[Bf-blender-cvs] [5c9a6bb] soc-2016-cycles_denoising: Cycles: Fix building on Windows
Lukas Stockner
noreply at git.blender.org
Tue Aug 23 19:06:03 CEST 2016
Commit: 5c9a6bbcceae29bf70595e6ed80978bfed446390
Author: Lukas Stockner
Date: Tue Aug 23 17:31:56 2016 +0200
Branches: soc-2016-cycles_denoising
https://developer.blender.org/rB5c9a6bbcceae29bf70595e6ed80978bfed446390
Cycles: Fix building on Windows
===================================================================
M intern/cycles/kernel/kernel_compat_cpu.h
M intern/cycles/kernel/kernel_compat_cuda.h
M intern/cycles/kernel/kernel_filter.h
M intern/cycles/kernel/kernel_filter_pre.h
M intern/cycles/kernel/kernel_filter_util.h
===================================================================
diff --git a/intern/cycles/kernel/kernel_compat_cpu.h b/intern/cycles/kernel/kernel_compat_cpu.h
index 5ad1077..d900c2a 100644
--- a/intern/cycles/kernel/kernel_compat_cpu.h
+++ b/intern/cycles/kernel/kernel_compat_cpu.h
@@ -45,6 +45,8 @@
#define ccl_addr_space
+#define ccl_readonly_ptr const * __restrict
+
/* On x86_64, versions of glibc < 2.16 have an issue where expf is
* much slower than the double version. This was fixed in glibc 2.16.
*/
diff --git a/intern/cycles/kernel/kernel_compat_cuda.h b/intern/cycles/kernel/kernel_compat_cuda.h
index 9a96cb9..5352b0f 100644
--- a/intern/cycles/kernel/kernel_compat_cuda.h
+++ b/intern/cycles/kernel/kernel_compat_cuda.h
@@ -49,6 +49,7 @@
#define ccl_addr_space
#define ccl_restrict __restrict__
#define ccl_align(n) __align__(n)
+#define ccl_readonly_ptr const * __restrict__
/* No assert supported for CUDA */
diff --git a/intern/cycles/kernel/kernel_filter.h b/intern/cycles/kernel/kernel_filter.h
index 10fafcd..b9f865f 100644
--- a/intern/cycles/kernel/kernel_filter.h
+++ b/intern/cycles/kernel/kernel_filter.h
@@ -24,7 +24,7 @@ CCL_NAMESPACE_BEGIN
#define NORM_FEATURE_NUM 8
#ifdef __KERNEL_CUDA__
-ccl_device void kernel_filter_construct_transform(KernelGlobals *kg, int sample, float const* __restrict__ buffer, int x, int y, float *transform, FilterStorage *storage, int4 rect, int transform_stride, int localIdx)

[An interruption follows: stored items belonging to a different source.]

//! Fake routing backend for fallback tests.

use std::collections::{HashMap, HashSet};
use std::sync::Arc;

use parking_lot::Mutex;

use crate::async_value::AsyncValue;
use crate::domain::{Mode, Place, PlaceUri};

use super::backend::{RoutingBackend, StreetNetworkError};
use super::durations::FallbackContext;
use super::types::{
    FallbackRequest, PlacesFreeAccess, ProximitiesByCrowflyPool, RoutingMatrix, SpeedSwitcher,
};

/// A recorded `routing_matrix` call.
#[derive(Debug, Clone)]
pub struct MatrixCall {
    pub mode: Mode,
    pub origins: Vec<PlaceUri>,
    pub destinations: Vec<PlaceUri>,
    pub max_duration: u32,
}

/// Serves canned matrices per mode and records every call.
///
/// Modes without a canned matrix get an empty one.
#[derive(Default)]
pub struct FakeBackend {
    matrices: HashMap<Mode, Result<RoutingMatrix, StreetNetworkError>>,
    stop_points: HashSet<PlaceUri>,
    calls: Mutex<Vec<MatrixCall>>,
}

impl FakeBackend {
    pub fn new() -> Self {
        Self::default()
    }

    pub fn with_matrix(
        mut self,
        mode: Mode,
        matrix: Result<RoutingMatrix, StreetNetworkError>,
    ) -> Self {
        self.matrices.insert(mode, matrix);
        self
    }

    pub fn with_stop_point(mut self, uri: &str) -> Self {
        self.stop_points.insert(PlaceUri::from(uri));
        self
    }

    pub fn calls(&self) -> Vec<MatrixCall> {
        self.calls.lock().clone()
    }
}

impl RoutingBackend for FakeBackend {
    async fn routing_matrix(
        &self,
        origins: &[PlaceUri],
        destinations: &[Place],
        mode: Mode,
        max_duration: u32,
        _request: &FallbackRequest,
        _speeds: &SpeedSwitcher,
    ) -> Result<RoutingMatrix, StreetNetworkError> {
        self.calls.lock().push(MatrixCall {
            mode,
            origins: origins.to_vec(),
            destinations: destinations.iter().map(|p| p.uri.clone()).collect(),
            max_duration,
        });
        self.matrices.get(&mode).cloned().unwrap_or(Ok(RoutingMatrix::default()))
    }

    fn is_stop_point(&self, uri: &PlaceUri) -> bool {
        self.stop_points.contains(uri)
    }
}

/// Build a context around `place`, with the given crowfly free-access
/// places and the same candidate `proximities` for every mode.
pub fn context(
    backend: impl Into<Arc<FakeBackend>>,
    place: &str,
    free_access: &[&str],
    proximities: &[(&str, f64)],
    request: FallbackRequest,
) -> FallbackContext<FakeBackend> {
    let places: Vec<Place> = proximities
        .iter()
        .map(|(uri, distance)| Place::new(*uri, *distance))
        .collect();

    let mut pool = ProximitiesByCrowflyPool::new();
    for mode in Mode::ALL {
        pool.insert(mode, AsyncValue::ready(places.clone()));
    }

    let crowfly = free_access.iter().map(|uri| PlaceUri::from(*uri)).collect();

    FallbackContext {
        backend: backend.into(),
        requested_place: PlaceUri::from(place),
        is_origin: true,
        proximities_by_crowfly: Arc::new(pool),
        places_free_access: AsyncValue::ready(PlacesFreeAccess::new(crowfly, HashSet::new())),
        request: Arc::new(request),
        speeds: SpeedSwitcher::default(),
    }
}
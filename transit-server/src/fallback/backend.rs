//! Street-network collaborator used by the fallback computation.

use std::future::Future;

use crate::domain::{Mode, Place, PlaceUri};

use super::types::{FallbackRequest, RoutingMatrix, SpeedSwitcher};

/// The street network failed to compute a matrix.
#[derive(Debug, Clone, PartialEq, Eq, thiserror::Error)]
#[error("street network error: {0}")]
pub struct StreetNetworkError(pub String);

/// Geographic lookups and street-network routing.
///
/// This abstraction allows the fallback computation to be tested without
/// a real routing engine.
pub trait RoutingBackend: Send + Sync + 'static {
    /// Route from every origin to every destination.
    ///
    /// Row `i` holds the responses from `origins[i]`, with one response per
    /// destination in `destinations` order.
    fn routing_matrix(
        &self,
        origins: &[PlaceUri],
        destinations: &[Place],
        mode: Mode,
        max_duration: u32,
        request: &FallbackRequest,
        speeds: &SpeedSwitcher,
    ) -> impl Future<Output = Result<RoutingMatrix, StreetNetworkError>> + Send;

    /// Whether `uri` designates a stop point (a place you can board at).
    fn is_stop_point(&self, uri: &PlaceUri) -> bool;
}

+ccl_device void kernel_filter_construct_transform(KernelGlobals *kg, int sample, float ccl_readonly_ptr buffer, int x, int y, float *transform, FilterStorage *storage, int4 rect, int transform_stride, int localIdx)
{
__shared__ float shared_features[DENOISE_FEATURES*CUDA_THREADS_BLOCK_WIDTH*CUDA_THREADS_BLOCK_WIDTH];
float *features = shared_features + localIdx*DENOISE_FEATURES;
@@ -39,7 +39,7 @@ ccl_device void kernel_filter_construct_transform(KernelGlobals *kg, int sample,
max(rect.y, y - kernel_data.integrator.half_window));
int2 high = make_int2(min(rect.z, x + kernel_data.integrator.half_window + 1),
min(rect.w, y + kernel_data.integrator.half_window + 1));
- float const* __restrict__ pixel_buffer;
+ float ccl_readonly_ptr pixel_buffer;
@@ -115,7 +115,7 @@ ccl_device void kernel_filter_construct_transform(KernelGlobals *kg, int sample,
#endif
}
-ccl_device void kernel_filter_estimate_bandwidths(KernelGlobals *kg, int sample, float const* __restrict__ buffer, int x, int y, float const* __restrict__ transform, FilterStorage *storage, int4 rect, int transform_stride, int localIdx)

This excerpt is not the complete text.